**Task brief:** Your answer must hold only the lines below from the line containing "the current section" through the line containing "pub trait DisplayPort", each reproduced exactly.

**Data for the task:**
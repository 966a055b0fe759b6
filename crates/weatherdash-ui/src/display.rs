//! The surface the controller draws on.
//!
//! [`DisplayPort`] receives fully-formatted view values; adapters only lay
//! them out. [`RecordingDisplay`] keeps everything it was sent so tests can
//! assert on it.

use std::sync::Arc;

use parking_lot::Mutex;
use weatherdash_weather::WeatherIcon;

/// Current conditions, formatted for display
#[derive(Debug, Clone, PartialEq)]
pub struct CurrentConditionsView {
    pub location: String,
    pub date: String,
    pub temperature: String,
    pub temperature_unit: &'static str,
    pub description: String,
    pub icon: WeatherIcon,
    pub feels_like: String,
    pub humidity: String,
    pub wind_speed: String,
    pub visibility: String,
    pub pressure: String,
    pub dew_point: String,
    pub wind_direction: String,
    pub precipitation_chance: String,
    pub uv_index: String,
    pub air_quality: String,
    pub pm25: String,
    /// Set when the numbers were generated rather than fetched
    pub synthetic: bool,
}

#[derive(Debug, Clone, PartialEq)]
pub struct ForecastCard {
    pub day: String,
    pub icon: WeatherIcon,
    pub description: String,
    pub high: String,
    pub low: String,
}

#[derive(Debug, Clone, PartialEq)]
pub struct FavoriteCard {
    /// 1-based position, as typed in `fav rm` / `fav view`
    pub position: usize,
    pub city: String,
    pub country: String,
    pub temperature: String,
}

/// A list panel, or the text shown in its place when there is nothing to list
#[derive(Debug, Clone, PartialEq)]
pub enum ListView<T> {
    Placeholder(&'static str),
    Items(Vec<T>),
}

impl<T> ListView<T> {
    pub fn items(&self) -> &[T] {
        match self {
            ListView::Placeholder(_) => &[],
            ListView::Items(items) => items,
        }
    }
}

#[derive(Debug, Clone, Copy, PartialEq, Eq, Default)]
pub enum Section {
    #[default]
    Home,
    Favorites,
    Settings,
}

impl Section {
    pub fn parse(value: &str) -> Option<Self> {
        match value.trim().to_ascii_lowercase().as_str() {
            "home" => Some(Self::Home),
            "favorites" | "favourites" | "favs" => Some(Self::Favorites),
            "settings" => Some(Self::Settings),
            _ => None,
        }
    }

    pub fn title(&self) -> &'static str {
        match self {
            Self::Home => "Home",
            Self::Favorites => "Favorites",
            Self::Settings => "Settings",
        }
    }
}

/// Panels that open over the current section
#[derive(Debug, Clone, Copy, PartialEq, Eq)]
pub enum Overlay {
    Settings,
    Auth,
}

#[derive(Debug, Clone, Copy, PartialEq, Eq)]
pub enum NoticeLevel {
    Info,
    Success,
    Error,
}

/// A one-off message for the user
#[derive(Debug, Clone, PartialEq, Eq)]
pub struct Notice {
    pub level: NoticeLevel,
    pub message: String,
}

impl Notice {
    pub fn info(message: impl Into<String>) -> Self {
        Self {
            level: NoticeLevel::Info,
            message: message.into(),
        }
    }

    pub fn success(message: impl Into<String>) -> Self {
        Self {
            level: NoticeLevel::Success,
            message: message.into(),
        }
    }

    pub fn error(message: impl Into<String>) -> Self {
        Self {
            level: NoticeLevel::Error,
            message: message.into(),
        }
    }
}

/// Everything the controller can change on screen.
///
/// Every `set_*` call replaces what was shown before.
pub trait DisplayPort {
    fn set_current_conditions(&mut self, view: &CurrentConditionsView);
    fn set_forecast(&mut self, cards: &[ForecastCard]);
    fn set_favorites(&mut self, favorites: &ListView<FavoriteCard>);
    fn set_recent_searches(&mut self, recent: &ListView<String>);
    fn set_last_updated(&mut self, time: &str);
    fn set_controls_enabled(&mut self, enabled: bool);
    fn notify(&mut self, notice: Notice);
    fn set_dark_mode(&mut self, enabled: bool);
    fn set_section(&mut self, section: Section);
    fn set_auth_label(&mut self, label: &str);
    fn set_overlay_open(&mut self, overlay: Overlay, open: bool);

    /// Called when the controller is waiting for the next command.
    fn ready(&mut self) {}
}

#[derive(Debug, Default)]
struct Recorded {
    current: Option<CurrentConditionsView>,
    conditions_renders: usize,
    forecast: Vec<ForecastCard>,
    favorites: Option<ListView<FavoriteCard>>,
    recent: Option<ListView<String>>,
    last_updated: Option<String>,
    controls: Vec<bool>,
    notices: Vec<Notice>,
    dark_mode: bool,
    section: Section,
    auth_label: Option<String>,
    settings_open: bool,
    auth_open: bool,
}

/// Headless display that records what it is sent.
///
/// Clones share the same record, so a test can keep one handle while the
/// controller owns another.
#[derive(Debug, Clone, Default)]
pub struct RecordingDisplay {
    inner: Arc<Mutex<Recorded>>,
}

impl RecordingDisplay {
    pub fn new() -> Self {
        Self::default()
    }

    pub fn current(&self) -> Option<CurrentConditionsView> {
        self.inner.lock().current.clone()
    }

    /// Number of times current conditions were drawn
    pub fn conditions_renders(&self) -> usize {
        self.inner.lock().conditions_renders
    }

    pub fn forecast(&self) -> Vec<ForecastCard> {
        self.inner.lock().forecast.clone()
    }

    pub fn favorites(&self) -> Option<ListView<FavoriteCard>> {
        self.inner.lock().favorites.clone()
    }

    pub fn recent_searches(&self) -> Option<ListView<String>> {
        self.inner.lock().recent.clone()
    }

    pub fn last_updated(&self) -> Option<String> {
        self.inner.lock().last_updated.clone()
    }

    /// Every `set_controls_enabled` value, in call order
    pub fn controls_history(&self) -> Vec<bool> {
        self.inner.lock().controls.clone()
    }

    pub fn notices(&self) -> Vec<Notice> {
        self.inner.lock().notices.clone()
    }

    pub fn last_notice(&self) -> Option<Notice> {
        self.inner.lock().notices.last().cloned()
    }

    pub fn dark_mode(&self) -> bool {
        self.inner.lock().dark_mode
    }

    pub fn section(&self) -> Section {
        self.inner.lock().section
    }

    pub fn auth_label(&self) -> Option<String> {
        self.inner.lock().auth_label.clone()
    }

    pub fn overlay_open(&self, overlay: Overlay) -> bool {
        let recorded = self.inner.lock();
        match overlay {
            Overlay::Settings => recorded.settings_open,
            Overlay::Auth => recorded.auth_open,
        }
    }
}

impl DisplayPort for RecordingDisplay {
    fn set_current_conditions(&mut self, view: &CurrentConditionsView) {
        let mut recorded = self.inner.lock();
        recorded.current = Some(view.clone());
        recorded.conditions_renders += 1;
    }

    fn set_forecast(&mut self, cards: &[ForecastCard]) {
        self.inner.lock().forecast = cards.to_vec();
    }

    fn set_favorites(&mut self, favorites: &ListView<FavoriteCard>) {
        self.inner.lock().favorites = Some(favorites.clone());
    }

    fn set_recent_searches(&mut self, recent: &ListView<String>) {
        self.inner.lock().recent = Some(recent.clone());
    }

    fn set_last_updated(&mut self, time: &str) {
        self.inner.lock().last_updated = Some(time.to_string());
    }

    fn set_controls_enabled(&mut self, enabled: bool) {
        self.inner.lock().controls.push(enabled);
    }

    fn notify(&mut self, notice: Notice) {
        self.inner.lock().notices.push(notice);
    }

    fn set_dark_mode(&mut self, enabled: bool) {
        self.inner.lock().dark_mode = enabled;
    }

    fn set_section(&mut self, section: Section) {
        self.inner.lock().section = section;
    }

    fn set_auth_label(&mut self, label: &str) {
        self.inner.lock().auth_label = Some(label.to_string());
    }

    fn set_overlay_open(&mut self, overlay: Overlay, open: bool) {
        let mut recorded = self.inner.lock();
        match overlay {
            Overlay::Settings => recorded.settings_open = open,
            Overlay::Auth => recorded.auth_open = open,
        }
    }
}
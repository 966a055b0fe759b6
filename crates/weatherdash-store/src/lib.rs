//! Local preference storage for weatherdash.
//!
//! A string-keyed [`KeyValueStore`] (SQLite on disk, or in memory) holds
//! every cross-session value. [`Preferences`] gives typed access to the
//! known keys; [`Favorites`] and [`RecentSearches`] enforce the list rules.

pub mod error;
pub mod kv;
pub mod lists;
pub mod preferences;
pub mod sqlite;

pub use error::StoreError;
pub use kv::{KeyValueStore, MemoryStore};
pub use lists::{FavoriteEntry, Favorites, RecentSearches, RECENT_SEARCH_LIMIT};
pub use preferences::{Preferences, TemperatureUnit, WindUnit};
pub use sqlite::SqliteStore;
//! Dashboard controller: owns the application state and turns user actions
//! into fetches, renders and stored preferences.

use chrono::{Local, NaiveDateTime};
use rand::rngs::StdRng;
use rand::seq::SliceRandom;
use tokio::io::{AsyncBufRead, AsyncBufReadExt};
use weatherdash_store::preferences::{DARK_MODE_KEY, TEMP_UNIT_KEY, WIND_UNIT_KEY};
use weatherdash_store::{Preferences, StoreError};
use weatherdash_weather::mock::{self, CURRENT_LOCATION_LABEL};
use weatherdash_weather::{LocationProvider, WeatherClient, WeatherError, WeatherReport, WeatherSnapshot};

use crate::auth::{AuthAction, MockAuth};
use crate::command::{self, Command, HELP};
use crate::display::{DisplayPort, Notice, Overlay, Section};
use crate::error_mapping;
use crate::history::HistoryManager;
use crate::render::{self, DisplayUnits};

/// Shown on first run when no usable demo city is configured.
const FALLBACK_DEMO_CITY: &str = "London";

/// Mutable dashboard state
#[derive(Debug, Default)]
pub struct AppState {
    /// Report on screen, live or synthetic
    pub report: Option<WeatherReport>,
    pub section: Section,
    /// A fetch is in flight and controls are disabled
    pub busy: bool,
    pub settings_open: bool,
    pub auth_open: bool,
    pub dark_mode: bool,
    pub units: DisplayUnits,
}

impl AppState {
    pub fn current(&self) -> Option<&WeatherSnapshot> {
        self.report.as_ref().map(|r| &r.current)
    }
}

/// Whether the command loop should keep reading
#[derive(Debug, Clone, Copy, PartialEq, Eq)]
pub enum Flow {
    Continue,
    Quit,
}

pub struct Controller<D, L> {
    client: WeatherClient,
    location: L,
    display: D,
    prefs: Preferences,
    history: HistoryManager,
    auth: MockAuth,
    demo_cities: Vec<String>,
    rng: StdRng,
    state: AppState,
}

impl<D: DisplayPort, L: LocationProvider> Controller<D, L> {
    pub fn new(
        client: WeatherClient,
        location: L,
        display: D,
        prefs: Preferences,
        demo_cities: Vec<String>,
        rng: StdRng,
    ) -> Self {
        let history = HistoryManager::load(prefs.clone());
        let demo_cities = demo_cities
            .into_iter()
            .map(|c| c.trim().to_string())
            .filter(|c| !c.is_empty())
            .collect();
        Self {
            client,
            location,
            display,
            prefs,
            history,
            auth: MockAuth::new(),
            demo_cities,
            rng,
            state: AppState::default(),
        }
    }

    pub fn state(&self) -> &AppState {
        &self.state
    }

    pub fn display(&self) -> &D {
        &self.display
    }

    pub fn history(&self) -> &HistoryManager {
        &self.history
    }

    /// Draw the saved lists and settings without loading any weather.
    pub fn restore(&mut self) {
        self.load_settings();
        self.history.render_recent(&mut self.display);
        self.history.render_favorites(&mut self.display, self.state.units);
        self.display.set_last_updated(&render::clock_time(now()));
        self.display.set_auth_label(self.auth.label());
        self.display.set_section(self.state.section);
    }

    /// Startup: restore saved state, then show the most recent search or,
    /// on first run, synthetic weather for a demo city.
    pub async fn init(&mut self) {
        self.restore();

        match self.history.recent().most_recent().map(str::to_string) {
            Some(city) => self.search(&city).await,
            None => self.show_demo(),
        }
    }

    pub async fn search(&mut self, input: &str) {
        let city = input.trim();
        if city.is_empty() {
            self.display.notify(Notice::info("Please enter a city name"));
            return;
        }

        self.set_busy(true);
        let now = now();
        let result = self
            .client
            .report_by_city(city, &mut self.rng, now.date())
            .await;

        match result {
            Ok(report) => {
                tracing::info!(city, "Showing live weather");
                self.show_report(report, now);
                self.history.record_search(&mut self.display, city);
            }
            Err(e) => {
                let text = self.fetch_failure("Search failed", e);
                self.display.notify(Notice::error(format!("Error: {text}")));
                self.use_mock_data(city);
            }
        }
        self.set_busy(false);
    }

    pub async fn search_current_location(&mut self) {
        let coords = match self.location.current_location().await {
            Ok(coords) => coords,
            Err(e) => {
                let message = format!("Error getting location: {e}");
                tracing::warn!(error = %error_mapping::from_location(e), "Location lookup failed");
                self.display.notify(Notice::error(message));
                return;
            }
        };

        self.set_busy(true);
        let now = now();
        let result = self
            .client
            .report_by_coords(coords, &mut self.rng, now.date())
            .await;

        match result {
            Ok(report) => {
                let city = report.current.city.clone();
                tracing::info!(city = %city, "Showing live weather for current location");
                self.show_report(report, now);
                self.history.record_search(&mut self.display, &city);
            }
            Err(e) => {
                let text = self.fetch_failure("Location weather failed", e);
                self.display.notify(Notice::error(format!(
                    "Error fetching location weather: {text}"
                )));
                self.use_mock_data(CURRENT_LOCATION_LABEL);
            }
        }
        self.set_busy(false);
    }

    pub fn add_favorite(&mut self) {
        let units = self.state.units;
        let current = self.state.report.as_ref().map(|r| &r.current);
        self.history.add_favorite(&mut self.display, current, units);
    }

    /// `index` is 0-based
    pub fn remove_favorite(&mut self, index: usize) {
        self.history
            .remove_favorite(&mut self.display, index, self.state.units);
    }

    /// Search a saved city and switch to the home section.
    pub async fn view_favorite(&mut self, index: usize) {
        let Some(city) = self.history.favorites().get(index).map(|f| f.city.clone()) else {
            self.display
                .notify(Notice::info(format!("No favorite at position {}", index + 1)));
            return;
        };
        self.search(&city).await;
        self.show_section(Section::Home);
    }

    pub async fn search_recent(&mut self, index: usize) {
        let Some(city) = self.history.recent().get(index).map(str::to_string) else {
            self.display.notify(Notice::info(format!(
                "No recent search at position {}",
                index + 1
            )));
            return;
        };
        self.search(&city).await;
    }

    pub fn toggle_dark_mode(&mut self) {
        let enabled = !self.state.dark_mode;
        self.state.dark_mode = enabled;
        if let Err(e) = self.prefs.set_dark_mode(enabled) {
            self.store_failure(e);
        }
        self.display.set_dark_mode(enabled);
    }

    /// Store any preference key verbatim and apply it if it is one we read.
    pub fn save_setting(&mut self, key: &str, value: &str) {
        if let Err(e) = self.prefs.set_raw(key, value) {
            self.store_failure(e);
            return;
        }
        self.display
            .notify(Notice::success(format!("Setting saved: {key} = {value}")));

        match key {
            TEMP_UNIT_KEY | WIND_UNIT_KEY => {
                self.load_units();
                self.rerender();
            }
            DARK_MODE_KEY => {
                self.state.dark_mode = value == "true";
                self.display.set_dark_mode(self.state.dark_mode);
            }
            _ => {}
        }
    }

    pub fn show_section(&mut self, section: Section) {
        self.state.section = section;
        self.display.set_section(section);
    }

    pub fn toggle_settings(&mut self) {
        self.state.settings_open = !self.state.settings_open;
        self.display
            .set_overlay_open(Overlay::Settings, self.state.settings_open);
    }

    pub fn toggle_auth(&mut self) {
        self.state.auth_open = !self.state.auth_open;
        self.display.set_overlay_open(Overlay::Auth, self.state.auth_open);
    }

    pub fn login(&mut self, email: &str, password: &str) {
        self.sign_in(AuthAction::Login, email, password);
    }

    pub fn register(&mut self, email: &str, password: &str) {
        self.sign_in(AuthAction::Register, email, password);
    }

    pub fn logout(&mut self) {
        let notice = self.auth.logout();
        self.display.set_auth_label(self.auth.label());
        self.display.notify(notice);
    }

    pub async fn execute(&mut self, command: Command) -> Flow {
        match command {
            Command::Search(city) => self.search(&city).await,
            Command::Here => self.search_current_location().await,
            Command::FavAdd => self.add_favorite(),
            Command::FavRemove(index) => self.remove_favorite(index),
            Command::FavView(index) => self.view_favorite(index).await,
            Command::Recent(index) => self.search_recent(index).await,
            Command::Dark => self.toggle_dark_mode(),
            Command::Set { key, value } => self.save_setting(&key, &value),
            Command::Show(section) => self.show_section(section),
            Command::Settings => self.toggle_settings(),
            Command::Auth => self.toggle_auth(),
            Command::Login { email, password } => self.login(&email, &password),
            Command::Register { email, password } => self.register(&email, &password),
            Command::Logout => self.logout(),
            Command::Help => self.display.notify(Notice::info(HELP)),
            Command::Quit => return Flow::Quit,
        }
        Flow::Continue
    }

    /// Read commands line by line until `quit` or end of input.
    ///
    /// Each command finishes before the next line is read.
    pub async fn run<R: AsyncBufRead + Unpin>(&mut self, input: R) -> std::io::Result<()> {
        let mut lines = input.lines();
        self.display.ready();

        while let Some(line) = lines.next_line().await? {
            match command::parse(&line) {
                Ok(Some(command)) => {
                    if self.execute(command).await == Flow::Quit {
                        break;
                    }
                }
                Ok(None) => {}
                Err(e) => self.display.notify(Notice::error(format!(
                    "{e}. To look up a city with this name, type: search {}",
                    line.trim()
                ))),
            }
            self.display.ready();
        }

        tracing::debug!("Command loop finished");
        Ok(())
    }

    fn show_demo(&mut self) {
        let city = match self.demo_cities.choose(&mut self.rng) {
            Some(city) => city.clone(),
            None => {
                tracing::warn!("No demo cities configured, using {FALLBACK_DEMO_CITY}");
                FALLBACK_DEMO_CITY.to_string()
            }
        };
        self.use_mock_data(&city);
    }

    /// Show synthetic weather labeled `label` and remember it as a search.
    fn use_mock_data(&mut self, label: &str) {
        let now = now();
        let report = mock::report(&mut self.rng, label, now.date());
        tracing::info!(city = label, "Showing synthetic weather");
        self.show_report(report, now);
        self.history.record_search(&mut self.display, label);
    }

    fn show_report(&mut self, report: WeatherReport, now: NaiveDateTime) {
        render::render_report(&mut self.display, &report, self.state.units, now);
        self.state.report = Some(report);
    }

    fn rerender(&mut self) {
        if let Some(report) = &self.state.report {
            render::render_report(&mut self.display, report, self.state.units, now());
        }
        self.history
            .render_favorites(&mut self.display, self.state.units);
    }

    fn load_settings(&mut self) {
        self.state.dark_mode = self.prefs.dark_mode();
        self.display.set_dark_mode(self.state.dark_mode);
        self.load_units();
    }

    fn load_units(&mut self) {
        self.state.units = DisplayUnits {
            temperature: self.prefs.temperature_unit(),
            wind: self.prefs.wind_unit(),
        };
    }

    fn set_busy(&mut self, busy: bool) {
        self.state.busy = busy;
        self.display.set_controls_enabled(!busy);
    }

    fn sign_in(&mut self, action: AuthAction, email: &str, password: &str) {
        let (notice, signed_in) = self.auth.sign_in(action, email, password);
        self.display.notify(notice);
        if signed_in {
            self.display.set_auth_label(self.auth.label());
            self.state.auth_open = false;
            self.display.set_overlay_open(Overlay::Auth, false);
        }
    }

    /// Log a failed fetch and return the text for the user.
    fn fetch_failure(&self, context: &str, e: WeatherError) -> String {
        let (mapped, text) = error_mapping::describe_fetch_failure(e);
        if mapped.is_configuration_error() {
            tracing::error!(error = %mapped, "{context}; check the [weather] api_key setting");
        } else {
            tracing::warn!(error = %mapped, "{context}; falling back to synthetic data");
        }
        text
    }

    fn store_failure(&mut self, e: StoreError) {
        let err = error_mapping::from_store(e);
        tracing::error!(error = %err, "Failed to save preference");
        self.display.notify(Notice::error(err.user_message()));
    }
}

**Answer area:**
/// Panels that open over the current section
#[derive(Debug, Clone, Copy, PartialEq, Eq)]
pub enum Overlay {
    Settings,
    Auth,
}

#[derive(Debug, Clone, Copy, PartialEq, Eq)]
pub enum NoticeLevel {
    Info,
    Success,
    Error,
}

/// A one-off message for the user
#[derive(Debug, Clone, PartialEq, Eq)]
pub struct Notice {
    pub level: NoticeLevel,
    pub message: String,
}

impl Notice {
    pub fn info(message: impl Into<String>) -> Self {
        Self {
            level: NoticeLevel::Info,
            message: message.into(),
        }
    }

    pub fn success(message: impl Into<String>) -> Self {
        Self {
            level: NoticeLevel::Success,
            message: message.into(),
        }
    }

    pub fn error(message: impl Into<String>) -> Self {
        Self {
            level: NoticeLevel::Error,
            message: message.into(),
        }
    }
}

/// Everything the controller can change on screen.
///
/// Every `set_*` call replaces what was shown before.
pub trait DisplayPort {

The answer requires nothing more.